España alcanza el segundo menor número de muertes en carretera desde 1960: 107 fallecidos en julio
El reciente informe sobre la siniestralidad vial en España revela una tendencia positiva en las cifras de mortalidad, que han disminuido significativamente en comparación con las décadas de los setenta y ochenta, cuando era común registrar más de 600 muertes en julio. Aquel periodo alcanzó picos alarmantes, como los 676 fallecimientos en 1978 y los 646 en 1989. En la actualidad, gracias a la implementación de vehículos más seguros, la mejora de las infraestructuras, campañas de concienciación, controles policiales y avances en la atención médica de emergencia, las cifras actuales son notablemente más bajas. Sin embargo, la Dirección General de Tráfico (DGT) subraya que la pérdida de 107 vidas representa 107 tragedias, muchas de las cuales podrían haberse evitado.
A pesar de la mejora general, el análisis también pone de manifiesto la persistencia de problemas estructurales en la seguridad vial. Casi el 70% de las muertes se producen en carreteras convencionales, que siguen siendo las más peligrosas, a pesar de tener un volumen de tráfico inferior al de autopistas y autovías. Las motocicletas, junto con peatones y ciclistas, siguen siendo uno de los grupos más vulnerables, mientras que las distracciones al volante, el exceso de velocidad, el consumo de alcohol o drogas y la falta de uso del cinturón de seguridad siguen siendo factores determinantes en los accidentes mortales.
En Cataluña, la situación presenta tanto aspectos positivos como negativos. Según el Servicio Catalán de Tráfico, al finalizar el primer semestre, se registraron 69 muertes en las carreteras interurbanas, una cifra ligeramente inferior a la del mismo periodo del año anterior, aunque con una alta proporción de motoristas entre las víctimas. Durante el mes de julio, varios accidentes graves en Barcelona, Girona, Tarragona y Lleida elevaron el total provisional a cerca de 78 fallecidos hasta finales de julio, de acuerdo con las cifras oficiales de la entidad autonómica.
Las autoridades de Tráfico expresan su preocupación por la elevada siniestralidad entre motoristas y por el comportamiento en las carreteras secundarias, donde se concentra gran parte de los accidentes mortales. Por ello, este verano se han intensificado los controles específicos sobre velocidad, consumo de alcohol y drogas, así como el uso del teléfono móvil, además de reforzar las campañas de concienciación dirigidas a los usuarios más vulnerables.

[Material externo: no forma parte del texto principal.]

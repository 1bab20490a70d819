use crate::modules::time_log::application::config::HistoryConfig;
use crate::modules::time_log::application::history::TimeLogHistory;
use crate::modules::time_log::core::entry::{Entry, SyncData};
use crate::modules::time_log::core::events::HistoryEvent;
use crate::modules::time_log::core::sync::SyncStats;
use crate::shared::infrastructure::entry_store::EntryStore;
use crate::shared::infrastructure::entry_store::in_memory::InMemoryEntryStore;
use crate::shared::infrastructure::entry_store::json_file::JsonFileEntryStore;
use crate::tests::fixtures::entries::EntryBuilder;
use crate::tests::fixtures::next_event;
use rstest::{fixture, rstest};
use std::sync::Arc;
use tokio::sync::broadcast;

const T0: i64 = 1_700_000_000_000;
const HOUR: i64 = 3_600_000;
const REVISION: i64 = 1_700_100_000_000;

type BeforeEachReturn = (
    TimeLogHistory,
    Arc<InMemoryEntryStore>,
    broadcast::Receiver<HistoryEvent>,
    Vec<Entry>,
);

#[fixture]
async fn before_each() -> BeforeEachReturn {
    let local: Vec<Entry> = (0..3)
        .map(|n| {
            EntryBuilder::new()
                .fresh_id()
                .start_time(T0 + n * HOUR)
                .comment(format!("local {n}"))
                .build()
        })
        .collect();
    let store = Arc::new(
        InMemoryEntryStore::with_records(
            local
                .iter()
                .map(|entry| SyncData::live(entry.clone(), REVISION))
                .collect(),
        )
        .expect("expected valid records"),
    );
    let history = TimeLogHistory::open(store.clone(), HistoryConfig::default())
        .await
        .expect("expected the history to open");
    let rx = history.subscribe();
    (history, store, rx, local)
}

async fn sync_stats(
    history: &TimeLogHistory,
    rx: &mut broadcast::Receiver<HistoryEvent>,
    request_id: u64,
    remote: Vec<SyncData>,
) -> SyncStats {
    history
        .sync_stats(request_id, remote, i64::MIN, i64::MAX)
        .unwrap();
    match next_event(rx, |e| e.request_id() == Some(request_id)).await {
        HistoryEvent::SyncStatsAvailable { stats, .. } => stats,
        other => panic!("expected SyncStatsAvailable, got {other:?}"),
    }
}

#[rstest]
#[tokio::test]
async fn it_should_send_every_local_entry_to_an_empty_remote(
    #[future] before_each: BeforeEachReturn,
) {
    let (history, _, mut rx, local) = before_each.await;
    let stats = sync_stats(&history, &mut rx, 1, vec![]).await;

    let mut expected: Vec<_> = local.iter().map(|e| e.id).collect();
    expected.sort();
    let sent: Vec<_> = stats.local_updates.iter().map(SyncData::id).collect();
    assert_eq!(sent, expected);
    assert!(!stats.has_conflicts());
    assert!(stats.remote_updates.is_empty());
}

#[rstest]
#[tokio::test]
async fn it_should_classify_a_same_revision_edit_as_one_conflict(
    #[future] before_each: BeforeEachReturn,
) {
    let (history, _, mut rx, local) = before_each.await;
    let mut theirs = local[1].clone();
    theirs.comment = "edited on another device".into();

    let stats = sync_stats(&history, &mut rx, 2, vec![SyncData::live(theirs.clone(), REVISION)]).await;
    assert_eq!(stats.conflicts_local, vec![SyncData::live(local[1].clone(), REVISION)]);
    assert_eq!(stats.conflicts_remote, vec![SyncData::live(theirs, REVISION)]);
    assert!(stats.remote_updates.is_empty());
    assert!(stats.local_updates.iter().all(|r| r.id() != local[1].id));
    assert_eq!(stats.local_updates.len(), 2);
}

#[rstest]
#[tokio::test]
async fn it_should_look_outside_the_window_for_remote_identities(
    #[future] before_each: BeforeEachReturn,
) {
    let (history, _, mut rx, local) = before_each.await;
    let mut theirs = local[0].clone();
    theirs.comment = "newer remote".into();

    history
        .sync_stats(3, vec![SyncData::live(theirs.clone(), REVISION + 1)], 0, 1)
        .unwrap();
    let HistoryEvent::SyncStatsAvailable { stats, .. } =
        next_event(&mut rx, |e| e.request_id() == Some(3)).await
    else {
        panic!("expected SyncStatsAvailable");
    };
    assert_eq!(stats.remote_updates, vec![SyncData::live(theirs, REVISION + 1)]);
    assert!(stats.local_updates.is_empty());
}

#[rstest]
#[tokio::test]
async fn it_should_apply_accepted_remote_changes_through_the_queue(
    #[future] before_each: BeforeEachReturn,
) {
    let (history, store, mut rx, local) = before_each.await;
    let added = EntryBuilder::new()
        .fresh_id()
        .start_time(T0 + 10 * HOUR)
        .category("Remote")
        .build();
    let mut edited = local[0].clone();
    edited.comment = "remote edit".into();

    history
        .sync(
            vec![
                SyncData::live(added.clone(), REVISION + 5),
                SyncData::live(edited.clone(), REVISION + 5),
            ],
            vec![SyncData::removed(local[2].clone(), REVISION + 6)],
        )
        .unwrap();

    let synced = next_event(&mut rx, |e| matches!(e, HistoryEvent::DataSynced { .. })).await;
    let HistoryEvent::DataSynced { updated, removed } = synced else {
        unreachable!()
    };
    assert_eq!(updated.len(), 2);
    assert_eq!(removed, vec![SyncData::removed(local[2].clone(), REVISION + 6)]);

    assert_eq!(store.get(edited.id).await.unwrap(), Some(edited.clone()));
    assert_eq!(store.record(added.id).await.unwrap().unwrap().mtime, REVISION + 5);
    assert_eq!(store.get(local[2].id).await.unwrap(), None);

    history.shutdown().await;
    assert_eq!(history.size(), 3);
    assert_eq!(history.undo_count(), 3);
    assert!(history.categories().contains("Remote"));
}

#[rstest]
#[tokio::test]
async fn it_should_skip_a_remote_update_that_collides_on_start_time(
    #[future] before_each: BeforeEachReturn,
) {
    let (history, store, mut rx, local) = before_each.await;
    let clash = EntryBuilder::new()
        .fresh_id()
        .start_time(local[0].start_time)
        .build();
    history
        .sync(vec![SyncData::live(clash.clone(), REVISION + 1)], vec![])
        .unwrap();

    let failure = next_event(&mut rx, |e| matches!(e, HistoryEvent::Error(_))).await;
    assert!(matches!(failure, HistoryEvent::Error(f) if f.entry_id == Some(clash.id)));
    let synced = next_event(&mut rx, |e| matches!(e, HistoryEvent::DataSynced { .. })).await;
    assert_eq!(
        synced,
        HistoryEvent::DataSynced {
            updated: vec![],
            removed: vec![]
        }
    );
    assert_eq!(store.get(clash.id).await.unwrap(), None);
}

#[rstest]
#[tokio::test]
async fn it_should_hand_out_records_modified_in_a_window(
    #[future] before_each: BeforeEachReturn,
) {
    let (history, _, mut rx, local) = before_each.await;
    history.remove(local[0].clone()).unwrap();
    history.sync_data(4, REVISION, REVISION + 1).unwrap();

    let HistoryEvent::SyncDataAvailable { data, as_of, .. } =
        next_event(&mut rx, |e| e.request_id() == Some(4)).await
    else {
        panic!("expected SyncDataAvailable");
    };
    assert_eq!(as_of, REVISION + 1);
    let mut expected: Vec<_> = local[1..].iter().map(|e| e.id).collect();
    expected.sort();
    assert_eq!(data.iter().map(SyncData::id).collect::<Vec<_>>(), expected);
}

#[rstest]
#[tokio::test]
async fn it_should_keep_synced_data_in_the_durable_store() {
    let dir = tempfile::tempdir().unwrap();
    let path = dir.path().join("history.json");
    let entry = EntryBuilder::new().fresh_id().build();
    {
        let store = Arc::new(JsonFileEntryStore::open(&path).await.unwrap());
        let history = TimeLogHistory::open(store, HistoryConfig::default())
            .await
            .unwrap();
        history
            .sync(vec![SyncData::live(entry.clone(), REVISION)], vec![])
            .unwrap();
        history.shutdown().await;
    }

    let reopened = JsonFileEntryStore::open(&path).await.unwrap();
    assert_eq!(
        reopened.record(entry.id).await.unwrap(),
        Some(SyncData::live(entry, REVISION))
    );
}
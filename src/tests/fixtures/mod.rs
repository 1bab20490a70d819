pub mod entries;

use crate::modules::time_log::core::events::HistoryEvent;
use std::time::Duration;
use tokio::sync::broadcast::{self, error::RecvError};

/// Waits for the next event matching `accept`, skipping the rest.
pub async fn next_event(
    rx: &mut broadcast::Receiver<HistoryEvent>,
    accept: impl Fn(&HistoryEvent) -> bool,
) -> HistoryEvent {
    let wait = async {
        loop {
            match rx.recv().await {
                Ok(event) if accept(&event) => return event,
                Ok(_) | Err(RecvError::Lagged(_)) => continue,
                Err(RecvError::Closed) => panic!("history event stream closed"),
            }
        }
    };
    tokio::time::timeout(Duration::from_secs(5), wait)
        .await
        .expect("timed out waiting for a history event")
}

En conclusión, si bien España ha logrado un avance significativo en materia de seguridad vial, alcanzando cifras de mortalidad históricamente bajas a pesar del aumento en los desplazamientos, el objetivo de «cero víctimas» aún parece distante. Cada reducción en las estadísticas es un logro colectivo, pero mientras más de un centenar de personas sigan perdiendo la vida en un solo mes, la prudencia al volante, la mejora de las infraestructuras y la educación vial seguirán siendo aspectos fundamentales a considerar.